This is the story of the mass exodus from the Plain of Nineveh.
Aleteia managed to to contact Father Paul, a priest from Karemlesh, an ancient Assyrian village of about 8,000 inhabitants southeast of Mosul. Christians once worshiped in churches as the one pictured, but not one believer is left there now: all were driven out by the arrival of ISIS Islamist terrorists. Father Paul is in Irbil, the Kurdish city which is hosting, in churches and other facilities, many thousands of Christian refugees from the plain of Nineveh. He is working side by side with Archbishop Bashar Warda of Irbil to provide assistance to refugees.

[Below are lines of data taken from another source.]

//! Single-pass template substitution with caching
//!
//! Two marker forms are recognised:
//! - `~name~`
//! - `{{name}}` (whitespace allowed inside the braces)
//!
//! Anything else, including an unterminated marker, is literal text.
//! Templates are tokenized once and the token list is shared process-wide.

use dashmap::DashMap;
use once_cell::sync::Lazy;
use std::ops::Range;
use std::sync::Arc;

/// Token representing a parsed template fragment
#[derive(Debug, Clone, PartialEq)]
pub enum Token {
    /// Literal text (stores range in original string)
    Literal(Range<usize>),
    /// Field reference: `~name~` or `{{ name }}`
    Field(String),
}

/// Tokenizer with a cache of parsed templates
pub struct TemplateCache {
    cache: DashMap<String, Arc<Vec<Token>>>,
}

impl Default for TemplateCache {
    fn default() -> Self {
        Self::new()
    }
}

impl TemplateCache {
    pub fn new() -> Self {
        Self {
            cache: DashMap::new(),
        }
    }

    /// Parse template into tokens (with caching)
    pub fn tokenize(&self, template: &str) -> Arc<Vec<Token>> {
        if let Some(cached) = self.cache.get(template) {
            return Arc::clone(&cached);
        }

        let tokens = Arc::new(scan(template));
        self.cache.insert(template.to_string(), Arc::clone(&tokens));
        tokens
    }

    /// Substitute every field reference using `resolve`.
    ///
    /// Names that `resolve` cannot produce become the empty string.
    pub fn expand<F>(&self, template: &str, mut resolve: F) -> String
    where
        F: FnMut(&str) -> Option<String>,
    {
        let tokens = self.tokenize(template);
        let mut result = String::with_capacity(template.len() * 2);

        for token in tokens.iter() {
            match token {
                Token::Literal(range) => result.push_str(&template[range.clone()]),
                Token::Field(name) => {
                    if let Some(text) = resolve(name) {
                        result.push_str(&text);
                    }
                }
            }
        }

        result
    }

    pub fn len(&self) -> usize {
        self.cache.len()
    }

    pub fn is_empty(&self) -> bool {
        self.cache.is_empty()
    }
}

fn scan(template: &str) -> Vec<Token> {
    let bytes = template.as_bytes();
    let mut tokens = Vec::new();
    let mut literal_start = 0;
    let mut i = 0;

    // Markers are ASCII, so every position we slice at is a char boundary.
    while i < bytes.len() {
        let marker = match bytes[i] {
            b'{' if bytes.get(i + 1) == Some(&b'{') => braced(template, i + 2),
            b'~' => tilde(template, i + 1),
            _ => None,
        };

        match marker {
            Some((name, end)) => {
                if i > literal_start {
                    tokens.push(Token::Literal(literal_start..i));
                }
                tokens.push(Token::Field(name));
                i = end;
                literal_start = end;
            }
            None => i += 1,
        }
    }

    if literal_start < template.len() {
        tokens.push(Token::Literal(literal_start..template.len()));
    }

    tokens
}

/// Parse `{{ name }}` starting after the opening braces
fn braced(template: &str, body_start: usize) -> Option<(String, usize)> {
    let close = body_start + template[body_start..].find("}}")?;
    let name = template[body_start..close].trim();
    is_field_name(name).then(|| (name.to_string(), close + 2))
}

/// Parse `~name~` starting after the opening tilde
fn tilde(template: &str, body_start: usize) -> Option<(String, usize)> {
    let close = body_start + template[body_start..].find('~')?;
    let name = &template[body_start..close];
    is_field_name(name).then(|| (name.to_string(), close + 1))
}

fn is_field_name(name: &str) -> bool {
    !name.is_empty() && name.chars().all(|c| c.is_alphanumeric() || c == '_')
}

/// Global template cache instance
pub static TEMPLATE_CACHE: Lazy<TemplateCache> = Lazy::new(TemplateCache::new);

/// Convenience function for expanding templates through the global cache
pub fn expand<F>(template: &str, resolve: F) -> String
where
    F: FnMut(&str) -> Option<String>,
{
    TEMPLATE_CACHE.expand(template, resolve)
}

/// Field names referenced by a template, in order of appearance
pub fn references(template: &str) -> Vec<String> {
    TEMPLATE_CACHE
        .tokenize(template)
        .iter()
        .filter_map(|token| match token {
            Token::Field(name) => Some(name.clone()),
            Token::Literal(_) => None,
        })
        .collect()
}

#[cfg(test)]
mod tests {
    use super::*;
    use pretty_assertions::assert_eq;

    fn lookup(name: &str) -> Option<String> {
        match name {
            "amount" => Some("5".to_string()),
            "currency" => Some("EUR".to_string()),
            _ => None,
        }
    }

    #[test]
    fn test_tokenize_simple_literal() {
        let cache = TemplateCache::new();
        let tokens = cache.tokenize("simple text");
        assert_eq!(*tokens, vec![Token::Literal(0..11)]);
    }

    #[test]
    fn test_tokenize_both_markers() {
        let cache = TemplateCache::new();
        let tokens = cache.tokenize("$~amount~ {{ currency }}");
        assert_eq!(
            *tokens,
            vec![
                Token::Literal(0..1),
                Token::Field("amount".to_string()),
                Token::Literal(9..10),
                Token::Field("currency".to_string()),
            ]
        );
    }

    #[test]
    fn test_expand_markers() {
        let cache = TemplateCache::new();
        assert_eq!(cache.expand("$~amount~", lookup), "$5");
        assert_eq!(cache.expand("~amount~ {{currency}}", lookup), "5 EUR");
        assert_eq!(cache.expand("{{  amount  }}!", lookup), "5!");
    }

    #[test]
    fn test_unresolved_is_empty() {
        let cache = TemplateCache::new();
        assert_eq!(cache.expand("[~missing~]", lookup), "[]");
    }

    #[test]
    fn test_unterminated_markers_are_literal() {
        let cache = TemplateCache::new();
        assert_eq!(cache.expand("~amount", lookup), "~amount");
        assert_eq!(cache.expand("{{amount", lookup), "{{amount");
        assert_eq!(cache.expand("a ~ b ~amount~", lookup), "a ~ b 5");
        assert_eq!(cache.expand("{{ two words }}", lookup), "{{ two words }}");
    }

    #[test]
    fn test_multibyte_literals() {
        let cache = TemplateCache::new();
        assert_eq!(cache.expand("€ ~amount~ ±", lookup), "€ 5 ±");
    }

    #[test]
    fn test_cache_reuse() {
        let cache = TemplateCache::new();
        let template = "~amount~ {{currency}}";

        let tokens1 = cache.tokenize(template);
        let tokens2 = cache.tokenize(template);

        assert!(Arc::ptr_eq(&tokens1, &tokens2));
        assert_eq!(cache.len(), 1);
    }

    #[test]
    fn test_references() {
        assert_eq!(
            references("~a~ and {{ b }} and ~a~"),
            vec!["a".to_string(), "b".to_string(), "a".to_string()]
        );
        assert!(references("plain").is_empty());
    }
}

"We left Karemlesh before the Muslim extremists arrived,” Father Paul told Aleteia in a phone interview. “I took the parish records and the crucifix and ran. Like me, the rest of the Christians in the village left by car, some going to Irbil, some to other cities in the country where they had relatives who could accommodate them. When the Kurdish army retreated, we realized we would be left without protection. We didn’t know what would have happened had we stayed in our homes. Neither could we imagine the reaction of the Islamic militants. Just as in Karemlesh, so too in other villages of the Plain, people found themselves alone with no one to protect them, and so they fled.”
Father Paul says that, in one incident, elderly people who had remained at home were robbed by militants.
“No one dares go back to the villages because everyone fears a repeat of what happened in the city of Mosul,” the priest said. “There, the Christians who were driven from their homes asked to be allowed to return. But the Islamists laid down several conditions: pay the taxes, convert to their religion and fight with them for the cause of Islam. All absurd conditions.”
Father Paul did not confirm reports of the abduction of Christians that have been circulated in the press.
While on the one hand there are no certainties about returning home, on the other, Christian refugees in Irbil and the surrounding area at least have the certainty of receiving constant and continual assistance from the Chaldean Catholic Church.
“The churches are all full,” the priest said, “and several unfinished yet habitable buildings have been converted into dormitories. We are trying to ensure that there are meals, health services, and clean conditions for everyone. This is the minimum we need in order to survive in acceptable living conditions. We have heard reports of groups of refugees being hosted in the homes of friends and relatives that are close to collapsing, with 30-40 people living in them. We definitely need more public facilities to allow all refugees at least to settle into habitable places where they can receive help.”
In addition to volunteers and priests, Father Paul emphasizes that the Archbishop of Irbil is helping the refugees firsthand. “Archbishop Warda serves meals with us; he visits Christian families, and he coordinates assistance. The Church is doing everything possible, but the situation is difficult. We have to feed thousands of people. It’s hard. [We need] additional public housing spaces to sustain the rescue effort. The people need help.”